Morire nel Mediterraneo

 

dal 1 gennaio    2014        2500   

                         2013          1050

                  2012        409

 

                2011     2160

 

Menù

 

"Ogni faccia è un miracolo. E' unica. Non potrai mai trovare due facce assolutamente identiche. Non hanno importanza bellezza o bruttezza: sono cose relative. Ogni faccia è simbolo della vita, e ogni vita merita rispetto. Nessuno ha diritto di umiliare un'altra persona. Ciascuno ha diritto alla sua dignità. Con il rispetto di ciascuno si rende omaggio alla vita in tutto ciò che ha di bello, di meraviglioso, di diverso e di inatteso. Si dà testimonianza del rispetto per se stessi trattando gli altri con dignità. "

Tahar BenJelloun, 1998



Relizzazione tecnica Emiliano Nieri

8 marzo 2010

Un capannone per pregare, viaggio nell'Islam toscano
In Toscana sono almeno una dozzina i centri islamici, per oltre 4mila fedeli. In alcuni casi le aperture hanno provocato polemiche politiche e proteste come sta accadendo a Grosseto. Anche a Cecina, dove il centro è stato aperto in un capannone, non sono mancate contestazioni. Intanto la Coop inizia a vendere carne halal, cioé ricavata da animali uccisi in modo rituale
Elidabetta Arrighi
CECINA. Si varca un portoncino verde e si sale una scala in ferro fino al primo piano del capannone industriale alla periferia di Cecina: si entra in un open space arredato con tende e tappeti orientali che ricoprono tutto il pavimento. E’ un Centro culturale islamico adibito anche a luogo di preghiera.
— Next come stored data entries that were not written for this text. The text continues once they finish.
use crate::arrivals::{FlightGenerator, MIN_LEAD_TIME};
use crate::core::TimeManager;
use crate::dispatch::{
    DispatchContext, DispatchError, DispatchMode, DispatchOutcome, LandingDispatcher,
    LandingReport, RunwaySelector,
};
use crate::emergency::{EmergencyTracker, RegisterOutcome};
use crate::events::{ScenarioContext, ScenarioError, ScenarioEvent, ScenarioEventHandler};
use crate::failure::{FailureCategory, FailureTracker, GameOverObserver};
use crate::models::{
    Account, AccountError, CancelReason, Event, EventLog, Flight, FlightCategory, FlightError,
    RunwayError, TransactionKind,
};
use crate::orchestrator::checkpoint::{compute_config_hash, AirportSnapshot, RunwaySummary};
use crate::orchestrator::config::{AirportConfig, DelayPolicy, RunwaySpec};
use crate::progression::{AchievementDef, AchievementReward, ProgressionTracker};
use crate::revenue::{BonusCondition, ModifierError, ModifierSet, RevenuePipeline};
use crate::rng::RngManager;
use crate::runways::{RunwayAllocator, RunwayRegistry};
use crate::schedule::{FlightScheduler, ScheduleError};
use crate::sink::{EventSink, TracingSink};
use crate::weather::WeatherState;

// ============================================================================
// Errors, Notifications, Results
// ============================================================================

/// Simulation error types
#[derive(Debug, Error, PartialEq)]
pub enum SimulationError {
    /// Configuration validation error
    #[error("Invalid config: {0}")]
    InvalidConfig(String),

    /// Bad argument to an inbound registration call
    #[error("Invalid argument: {0}")]
    InvalidArgument(String),

    #[error("Flight not found: {0}")]
    FlightNotFound(String),

    #[error("Serialization error: {0}")]
    SerializationError(String),

    #[error(transparent)]
    Runway(#[from] RunwayError),

    #[error(transparent)]
    Flight(#[from] FlightError),

    #[error(transparent)]
    Schedule(#[from] ScheduleError),

    #[error(transparent)]
    Modifier(#[from] ModifierError),

    #[error(transparent)]
    Dispatch(#[from] DispatchError),

    #[error(transparent)]
    Scenario(#[from] ScenarioError),

    #[error(transparent)]
    Account(#[from] AccountError),
}

/// Outbound notifications for content collaborators
#[derive(Debug, Clone, PartialEq)]
pub enum Notification {
    FlightLanded {
        tick: usize,
        flight_number: String,
        category: FlightCategory,
        runway_id: String,
        on_time: bool,
        revenue: i64,
    },
    LevelUp {
        tick: usize,
        level: u32,
    },
    AchievementUnlocked {
        tick: usize,
        achievement_id: String,
        name: String,
    },
    GameOver {
        tick: usize,
        category: FailureCategory,
        reason: String,
    },
}

/// Subscriber to [`Notification`]s, called synchronously at the end of a tick
pub trait AirportObserver {
    fn on_notification(&mut self, notification: &Notification);
}

/// Result of a single tick
#[derive(Debug, Clone, Default, PartialEq)]
pub struct TickResult {
    /// Tick number that was processed
    pub tick: usize,
    pub new_flights: usize,
    pub landings: usize,
    pub delays: usize,
    pub cancellations: usize,
    /// Landing revenue credited this tick
    pub revenue: i64,
    pub notifications: Vec<Notification>,
    /// The airport is in (or just entered) game over
    pub game_over: bool,
}

// ============================================================================
// Orchestrator
// ============================================================================

/// Main orchestrator owning all airport state and the tick loop
///
/// # Determinism
///
/// All randomness is via `rng_manager` with seeded xorshift64*.
/// Same seed + same config + same manual answers = identical event stream.
pub struct Orchestrator {
    config: AirportConfig,
    config_hash: String,

    time_manager: TimeManager,
    rng_manager: RngManager,

    registry: RunwayRegistry,
    allocator: RunwayAllocator,
    scheduler: FlightScheduler,
    dispatcher: LandingDispatcher,
    pipeline: RevenuePipeline,
    modifiers: ModifierSet,
    account: Account,
    failures: FailureTracker,
    emergencies: EmergencyTracker,
    weather: WeatherState,
    generator: FlightGenerator,
    progression: ProgressionTracker,
    scenario: ScenarioEventHandler,

    dispatch_mode: DispatchMode,
    selector: Option<Box<dyn RunwaySelector>>,

    weather_resistance: f64,
    landing_duration_reduction: usize,

    event_log: EventLog,
    sink: Box<dyn EventSink>,
    observers: Vec<Box<dyn AirportObserver>>,

    /// Events and transactions already handed to the sink
    forwarded_events: usize,
    forwarded_transactions: usize,

    notifications: Vec<Notification>,
    day_landings: usize,
    day_revenue: i64,
}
In Toscana sono almeno una dozzina, per oltre 4mila fedeli, i Centri sparsi nelle province di Massa Carrara, Siena, Firenze, Pisa, Livorno, Prato, Grosseto. In alcuni casi le aperture hanno provocato polemiche politiche e proteste. Anche a Cecina, dove il Centro è stato aperto in agosto e dove ancora non è tutto a posto dal punto di vista burocratico, c’è stata polemica: il centrodestra si è rivolto al sindaco Stefano Benedetti chiedendo chiarimenti, a partire dalla destinazione d’uso dell’immobile. «Il proprietario si è rivolto ad un geometra che ha in mano le carte per fare in Comune il cambio di destinazione: è questione di qualche settimana» spiega Hassan Filahi, 49 anni, presidente del Centro Cecina-Casablanca, sposato con tre figli, in Italia dall’  83, ex venditore ambulante oggi impiegato in una ditta di rottamazioni, abitante a Riparbella.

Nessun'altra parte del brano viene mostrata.